**Task objective**
Pull every line that includes the word "ValueEnum" out of the data below and copy it.

[Stored data]

- - -

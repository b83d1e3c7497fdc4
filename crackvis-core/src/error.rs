//! Error types for crackvis

use thiserror::Error;

/// Main error type for crackvis operations
#[derive(Error, Debug)]
pub enum Error {
    #[error("File not found: {path}")]
    FileNotFound { path: String },

    #[error("Parse error at line {line}, column {column}: {message}")]
    Parse {
        line: usize,
        column: usize,
        message: String,
    },

    #[error("Empty dataset: no data rows in {path}")]
    EmptyDataset { path: String },

    #[error("Invalid scalar range: min {min} is greater than max {max}")]
    InvalidRange { min: f64, max: f64 },

    #[error("Invalid data: {0}")]
    InvalidData(String),

    #[error("I/O error: {0}")]
    Io(#[from] std::io::Error),

    #[error("Visualization error: {0}")]
    Visualization(String),
}

/// Result type alias for crackvis operations
pub type Result<T> = std::result::Result<T, Error>;
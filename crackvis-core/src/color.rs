//! Color lookup table for scalar-to-RGB mapping

use crate::range::ScalarRange;
use serde::{Deserialize, Serialize};

/// Hue of pure blue, as a fraction of the color wheel
pub const HUE_BLUE: f32 = 0.667;
/// Hue of pure red
pub const HUE_RED: f32 = 0.0;

pub const DEFAULT_TABLE_SIZE: usize = 256;

/// Discrete color ramp built by interpolating hue in HSV space
///
/// Hue, saturation and value are fractions in `[0, 1]`. The default ramp runs
/// from blue at the bottom of the scalar range to red at the top.
#[derive(Debug, Clone, PartialEq, Serialize, Deserialize)]
pub struct ColorLookupTable {
    hue_range: (f32, f32),
    saturation: f32,
    value: f32,
    entries: Vec<[f32; 3]>,
}

impl ColorLookupTable {
    /// Build a table of `size` entries over `hue_range`
    ///
    /// `size` is clamped to at least 2 so both ends of the ramp exist.
    pub fn new(size: usize, hue_range: (f32, f32), saturation: f32, value: f32) -> Self {
        let mut table = Self {
            hue_range,
            saturation: saturation.clamp(0.0, 1.0),
            value: value.clamp(0.0, 1.0),
            entries: Vec::new(),
        };
        table.build(size.max(2));
        table
    }

    fn build(&mut self, size: usize) {
        let (h0, h1) = self.hue_range;
        let last = (size - 1) as f32;
        self.entries = (0..size)
            .map(|i| {
                let hue = h0 + (h1 - h0) * (i as f32 / last);
                hsv_to_rgb(hue, self.saturation, self.value)
            })
            .collect();
    }

    pub fn len(&self) -> usize {
        self.entries.len()
    }

    pub fn is_empty(&self) -> bool {
        self.entries.is_empty()
    }

    pub fn hue_range(&self) -> (f32, f32) {
        self.hue_range
    }

    pub fn entries(&self) -> &[[f32; 3]] {
        &self.entries
    }

    /// Color for `value` within `range`; out-of-range values take the end colors
    pub fn map(&self, value: f64, range: &ScalarRange) -> [f32; 3] {
        let t = range.normalize(value);
        let last = self.entries.len() - 1;
        let index = ((t * self.entries.len() as f64) as usize).min(last);
        self.entries[index]
    }
}

impl Default for ColorLookupTable {
    fn default() -> Self {
        Self::new(DEFAULT_TABLE_SIZE, (HUE_BLUE, HUE_RED), 1.0, 1.0)
    }
}

/// Convert a hue/saturation/value triple (all in `[0, 1]`) to linear RGB
pub fn hsv_to_rgb(hue: f32, saturation: f32, value: f32) -> [f32; 3] {
    let degrees = (hue.rem_euclid(1.0)) * 360.0;
    let c = value * saturation;
    let x = c * (1.0 - ((degrees / 60.0) % 2.0 - 1.0).abs());
    let m = value - c;

    let (r, g, b) = if degrees < 60.0 {
        (c, x, 0.0)
    } else if degrees < 120.0 {
        (x, c, 0.0)
    } else if degrees < 180.0 {
        (0.0, c, x)
    } else if degrees < 240.0 {
        (0.0, x, c)
    } else if degrees < 300.0 {
        (x, 0.0, c)
    } else {
        (c, 0.0, x)
    };

    [r + m, g + m, b + m]
}
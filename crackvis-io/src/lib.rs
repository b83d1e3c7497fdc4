//! Loading of simulation-exported tables
//!
//! Reads delimited plain-text exports (one node per line) and extracts the
//! X, Y and scalar-field columns into rows that can populate a
//! [`PointCloudScene`](crackvis_core::PointCloudScene).

pub mod options;
pub mod table;

pub use options::{ColumnSelection, Delimiter, FieldPreset, LoadOptions};
pub use table::{LoadedTable, TableLoader, TableRow};
//! Display-ready vertex data derived from a scene

use crate::point::{Bounds3, PointVertex};
use crate::range::ScalarRange;

/// Colored single-vertex primitives plus the range they were colored with
#[derive(Debug, Clone, Default, PartialEq)]
pub struct Renderable {
    pub vertices: Vec<PointVertex>,
    pub bounds: Option<Bounds3>,
    pub scalar_range: Option<ScalarRange>,
}

impl Renderable {
    pub fn new(vertices: Vec<PointVertex>, scalar_range: Option<ScalarRange>) -> Self {
        let bounds = Bounds3::from_points(vertices.iter().map(|v| &v.position));
        Self {
            vertices,
            bounds,
            scalar_range,
        }
    }

    pub fn len(&self) -> usize {
        self.vertices.len()
    }

    pub fn is_empty(&self) -> bool {
        self.vertices.is_empty()
    }
}
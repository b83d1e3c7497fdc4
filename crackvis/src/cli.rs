//! Command-line front end

use anyhow::{bail, Context};
use clap::{Parser, ValueEnum};
use crackvis_core::PointCloudScene;
use crackvis_io::{ColumnSelection, FieldPreset, LoadOptions, TableLoader};
use std::io::{BufRead, Write};
use std::path::{Path, PathBuf};

/// View a simulation-exported scalar field as a colored point cloud
#[derive(Parser, Debug, Clone)]
#[command(name = "crackvis", version, about)]
pub struct Args {
    /// Whitespace-delimited table exported from the simulation (prompted for when omitted)
    pub path: Option<PathBuf>,

    /// Dataset layout supplying default columns and scale
    #[arg(long, value_enum, default_value_t = Preset::Stress)]
    pub preset: Preset,

    /// 0-based column holding X
    #[arg(long)]
    pub x_column: Option<usize>,

    /// 0-based column holding Y
    #[arg(long)]
    pub y_column: Option<usize>,

    /// 0-based column holding the scalar field
    #[arg(long)]
    pub scalar_column: Option<usize>,

    /// Divisor applied to every scalar value
    #[arg(long)]
    pub scale: Option<f64>,

    /// Point sprite size in pixels
    #[arg(long, default_value_t = 5.0)]
    pub point_size: f32,
}

#[derive(ValueEnum, Debug, Clone, Copy, PartialEq, Eq)]
pub enum Preset {
    /// Maximum principal stress (column 7, scale 1e8)
    Stress,
    /// Temperature (column 3, scale 1e2)
    Temperature,
}

impl From<Preset> for FieldPreset {
    fn from(preset: Preset) -> Self {
        match preset {
            Preset::Stress => FieldPreset::PrincipalStress,
            Preset::Temperature => FieldPreset::Temperature,
        }
    }
}

impl Args {
    /// Preset defaults with any explicit column or scale overrides applied
    pub fn load_options(&self) -> LoadOptions {
        let preset = FieldPreset::from(self.preset);
        let defaults = preset.columns();
        let columns = ColumnSelection::new(
            self.x_column.unwrap_or(defaults.x),
            self.y_column.unwrap_or(defaults.y),
            self.scalar_column.unwrap_or(defaults.scalar),
        );
        LoadOptions::new(columns, self.scale.unwrap_or_else(|| preset.scale_divisor()))
    }
}

/// Ask for a path on `output` and read one line from `input`
pub fn prompt_for_path<R: BufRead, W: Write>(mut input: R, mut output: W) -> anyhow::Result<PathBuf> {
    write!(output, "Enter file name: ")?;
    output.flush()?;

    let mut line = String::new();
    input.read_line(&mut line).context("failed to read file name")?;
    let trimmed = line.trim();
    if trimmed.is_empty() {
        bail!("no file name given");
    }
    Ok(PathBuf::from(trimmed))
}

/// Load `path` into a scene colored over the loaded scalar extent
pub fn load_scene(path: &Path, options: &LoadOptions) -> anyhow::Result<PointCloudScene> {
    let table = TableLoader::load(path, options)
        .with_context(|| format!("failed to load {}", path.display()))?;
    tracing::info!(
        path = %path.display(),
        rows = table.len(),
        min = table.min_scalar,
        max = table.max_scalar,
        "loaded dataset"
    );
    Ok(table.to_scene()?)
}

/// Resolve the input path, load it and show it with `viewer`
#[cfg(feature = "visualization")]
pub fn run_with<V>(args: &Args, path: &Path, viewer: &mut V) -> anyhow::Result<()>
where
    V: crackvis_visualization::SceneViewer + ?Sized,
{
    let mut scene = load_scene(path, &args.load_options())?;
    viewer.show(scene.renderable())?;
    Ok(())
}

/// Full program: prompt if needed, load, then block in the viewer window
#[cfg(feature = "visualization")]
pub fn run(args: Args) -> anyhow::Result<()> {
    use crackvis_visualization::{InteractiveViewer, ViewerConfig};

    let path = match &args.path {
        Some(path) => path.clone(),
        None => prompt_for_path(std::io::stdin().lock(), std::io::stdout())?,
    };

    let file_name = path
        .file_name()
        .map(|name| name.to_string_lossy().into_owned())
        .unwrap_or_else(|| path.display().to_string());
    let mut config = ViewerConfig::for_file(&file_name);
    config.render.point_size = args.point_size;

    run_with(&args, &path, &mut InteractiveViewer::new(config))
}
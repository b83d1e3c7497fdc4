//! Visualization for scalar-colored point clouds
//!
//! This crate provides the window side of crackvis using wgpu and winit:
//! - Interactive 3D viewer
//! - Point sprite rendering
//! - Orbit/pan/zoom camera controls

pub mod camera;
pub mod controls;
pub mod renderer;
pub mod shaders;
pub mod viewer;

pub use camera::*;
pub use controls::*;
pub use renderer::{PointCloudRenderer, RenderConfig};
pub use viewer::*;

use crackvis_core::{Renderable, Result};

/// Something that can display a renderable and block until dismissed
pub trait SceneViewer {
    fn show(&mut self, renderable: &Renderable) -> Result<()>;
}
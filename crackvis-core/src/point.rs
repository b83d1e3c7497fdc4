//! Point types and related functionality

use bytemuck::{Pod, Zeroable};
use nalgebra::{Point3, Vector3};
use serde::{Deserialize, Serialize};

/// A 3D point with floating point coordinates
pub type Point3f = Point3<f32>;

/// A 3D point with double precision coordinates
pub type Point3d = Point3<f64>;

/// A 3D vector with floating point components
pub type Vector3f = Vector3<f32>;

/// A 3D vector with double precision components
pub type Vector3d = Vector3<f64>;

/// A single-vertex primitive ready for upload to the GPU
#[repr(C)]
#[derive(Debug, Clone, Copy, PartialEq, Pod, Zeroable, Serialize, Deserialize)]
pub struct PointVertex {
    pub position: [f32; 3],
    pub color: [f32; 3],
}

impl PointVertex {
    /// Create a vertex from a double precision point and an RGB color in `[0, 1]`
    pub fn from_point(point: &Point3d, color: [f32; 3]) -> Self {
        Self {
            position: [point.x as f32, point.y as f32, point.z as f32],
            color,
        }
    }
}

impl Default for PointVertex {
    fn default() -> Self {
        Self {
            position: [0.0; 3],
            color: [1.0, 1.0, 1.0],
        }
    }
}

/// Axis-aligned bounding box
#[derive(Debug, Clone, Copy, PartialEq, Serialize, Deserialize)]
pub struct Bounds3 {
    pub min: Point3f,
    pub max: Point3f,
}

impl Bounds3 {
    /// Smallest box containing all `points`, or `None` for an empty input
    pub fn from_points<'a, I>(points: I) -> Option<Self>
    where
        I: IntoIterator<Item = &'a [f32; 3]>,
    {
        let mut iter = points.into_iter();
        let first = iter.next()?;
        let mut min = Point3f::new(first[0], first[1], first[2]);
        let mut max = min;

        for p in iter {
            for axis in 0..3 {
                min[axis] = min[axis].min(p[axis]);
                max[axis] = max[axis].max(p[axis]);
            }
        }

        Some(Self { min, max })
    }

    pub fn center(&self) -> Point3f {
        nalgebra::center(&self.min, &self.max)
    }

    /// Length of the box diagonal
    pub fn diagonal(&self) -> f32 {
        (self.max - self.min).norm()
    }
}

#[cfg(test)]
mod tests {
    use super::*;
    use approx::assert_relative_eq;

    #[test]
    fn test_vertex_from_point() {
        let v = PointVertex::from_point(&Point3d::new(1.0, 2.0, 3.0), [0.0, 0.5, 1.0]);
        assert_eq!(v.position, [1.0, 2.0, 3.0]);
        assert_eq!(v.color, [0.0, 0.5, 1.0]);
    }

    #[test]
    fn test_vertex_is_tightly_packed() {
        assert_eq!(std::mem::size_of::<PointVertex>(), 24);
    }

    #[test]
    fn test_bounds() {
        let positions = [[0.0, -1.0, 2.0], [4.0, 1.0, -2.0], [2.0, 0.0, 0.0]];
        let bounds = Bounds3::from_points(positions.iter()).unwrap();

        assert_eq!(bounds.min, Point3f::new(0.0, -1.0, -2.0));
        assert_eq!(bounds.max, Point3f::new(4.0, 1.0, 2.0));
        assert_eq!(bounds.center(), Point3f::new(2.0, 0.0, 0.0));
        assert_relative_eq!(bounds.diagonal(), 24.0_f32.sqrt());
    }

    #[test]
    fn test_bounds_empty() {
        let positions: [[f32; 3]; 0] = [];
        assert!(Bounds3::from_points(positions.iter()).is_none());
    }
}
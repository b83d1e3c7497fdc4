//! Core data structures for crackvis
//!
//! This crate provides the point cloud with its per-point scalar field, the
//! scalar range and color lookup table used to color it, and the scene that
//! turns both into GPU-ready vertices.

pub mod color;
pub mod error;
pub mod point;
pub mod point_cloud;
pub mod range;
pub mod renderable;
pub mod scene;

pub use color::*;
pub use error::*;
pub use point::*;
pub use point_cloud::*;
pub use range::*;
pub use renderable::*;
pub use scene::*;

/// Re-export commonly used types from nalgebra
pub use nalgebra::{Point3, Vector3, Matrix4};
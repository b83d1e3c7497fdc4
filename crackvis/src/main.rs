//! crackvis command-line viewer
//!
//! Run with: cargo run --bin crackvis -- path/to/export.dat

use std::process::ExitCode;

use clap::Parser;
use crackvis::cli::{self, Args};
use tracing_subscriber::{fmt, EnvFilter};

fn main() -> ExitCode {
    let filter = EnvFilter::try_from_default_env().unwrap_or_else(|_| EnvFilter::new("info"));
    fmt().with_env_filter(filter).with_target(false).init();

    let args = Args::parse();
    match cli::run(args) {
        Ok(()) => ExitCode::SUCCESS,
        Err(e) => {
            tracing::error!(error = %format!("{:#}", e), "crackvis failed");
            ExitCode::FAILURE
        }
    }
}
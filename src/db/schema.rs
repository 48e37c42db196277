//! Spatial capability detection.
//!
//! Only the system catalog is read. The `geography` type is the real gate
//! for the geodesic strategy: an extension can be registered in
//! `pg_extension` while the type it depends on is missing (Ganos installed
//! without CASCADE is the known case), and every `::geography` cast would
//! then fail.

use tracing::{debug, warn};

use super::{Backend, Dialect, SqlParam, Statement};
use crate::error::DbError;

/// Which extension provides the `geography` type. Informational only.
#[derive(Debug, Clone, Copy, PartialEq, Eq)]
pub enum GeodesicProvider {
    /// Aliyun Ganos (`ganos_spatialref`)
    Ganos,
    PostGis,
    Unknown,
}

#[derive(Debug, Clone, Copy, PartialEq, Eq)]
pub enum SpatialFamily {
    /// `geography` type with `ST_DWithin` / `ST_Distance`
    Geodesic(GeodesicProvider),
    /// `earthdistance` (`ll_to_earth`, `earth_box`, `earth_distance`)
    GreatCircle,
    None,
}

/// What the connected database can do. Fixed for the lifetime of a session.
#[derive(Debug, Clone, Copy, PartialEq, Eq)]
pub struct Capabilities {
    pub dialect: Dialect,
    pub family: SpatialFamily,
}

impl Capabilities {
    pub fn none(dialect: Dialect) -> Self {
        Self {
            dialect,
            family: SpatialFamily::None,
        }
    }
}

/// Inspect the connection. Never fails: a catalog error degrades to
/// [`SpatialFamily::None`].
pub async fn probe_capabilities(backend: &mut dyn Backend) -> Capabilities {
    let dialect = backend.dialect();
    if dialect != Dialect::Postgres {
        return Capabilities::none(dialect);
    }
    match probe_postgres(backend).await {
        Ok(family) => {
            debug!(?family, "spatial capabilities detected");
            Capabilities { dialect, family }
        }
        Err(e) => {
            warn!(error = %e, "capability probe failed, using the Haversine scan");
            Capabilities::none(dialect)
        }
    }
}

async fn probe_postgres(backend: &mut dyn Backend) -> Result<SpatialFamily, DbError> {
    if has_type(backend, "geography").await? {
        let provider = if has_extension(backend, "ganos_spatialref").await? {
            GeodesicProvider::Ganos
        } else if has_extension(backend, "postgis").await? {
            GeodesicProvider::PostGis
        } else {
            GeodesicProvider::Unknown
        };
        return Ok(SpatialFamily::Geodesic(provider));
    }
    if has_extension(backend, "earthdistance").await? {
        return Ok(SpatialFamily::GreatCircle);
    }
    Ok(SpatialFamily::None)
}

async fn has_extension(backend: &mut dyn Backend, name: &str) -> Result<bool, DbError> {
    let sql = format!(
        "SELECT count(*) AS n FROM pg_catalog.pg_extension WHERE extname = {}",
        backend.placeholder_style().placeholder(1)
    );
    catalog_count(backend, Statement::new(sql, vec![SqlParam::Text(name.to_string())])).await
}

async fn has_type(backend: &mut dyn Backend, name: &str) -> Result<bool, DbError> {
    let sql = format!(
        "SELECT count(*) AS n FROM pg_catalog.pg_type WHERE typname = {}",
        backend.placeholder_style().placeholder(1)
    );
    catalog_count(backend, Statement::new(sql, vec![SqlParam::Text(name.to_string())])).await
}

async fn catalog_count(backend: &mut dyn Backend, statement: Statement) -> Result<bool, DbError> {
    let rows = backend.fetch_all(&statement).await?;
    let count = rows
        .first()
        .and_then(|row| row.get("n"))
        .and_then(|cell| cell.as_i64())
        .unwrap_or(0);
    Ok(count > 0)
}
/// A value bound to a statement placeholder.
#[derive(Debug, Clone, PartialEq)]
pub enum SqlParam {
    Float(f64),
    Int(i64),
    Text(String),
}

/// How a driver spells its placeholders.
#[derive(Debug, Clone, Copy, PartialEq, Eq)]
pub enum PlaceholderStyle {
    /// `$1`, `$2`, ... (PostgreSQL)
    Numbered,
    /// `?` for every parameter (MySQL, SQLite)
    Positional,
}

impl PlaceholderStyle {
    /// Placeholder text for the 1-based parameter `index`.
    pub fn placeholder(self, index: usize) -> String {
        match self {
            PlaceholderStyle::Numbered => format!("${index}"),
            PlaceholderStyle::Positional => String::from("?"),
        }
    }
}

/// SQL text plus its parameters, in placeholder order.
#[derive(Debug, Clone, PartialEq)]
pub struct Statement {
    sql: String,
    params: Vec<SqlParam>,
}

impl Statement {
    pub fn new(sql: impl Into<String>, params: Vec<SqlParam>) -> Self {
        Self {
            sql: sql.into(),
            params,
        }
    }

    pub fn sql(&self) -> &str {
        &self.sql
    }

    pub fn params(&self) -> &[SqlParam] {
        &self.params
    }
}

- - -

**Answer for the task**
use clap::{Parser, ValueEnum};
#[derive(ValueEnum, Debug, Clone, Copy, PartialEq, Eq)]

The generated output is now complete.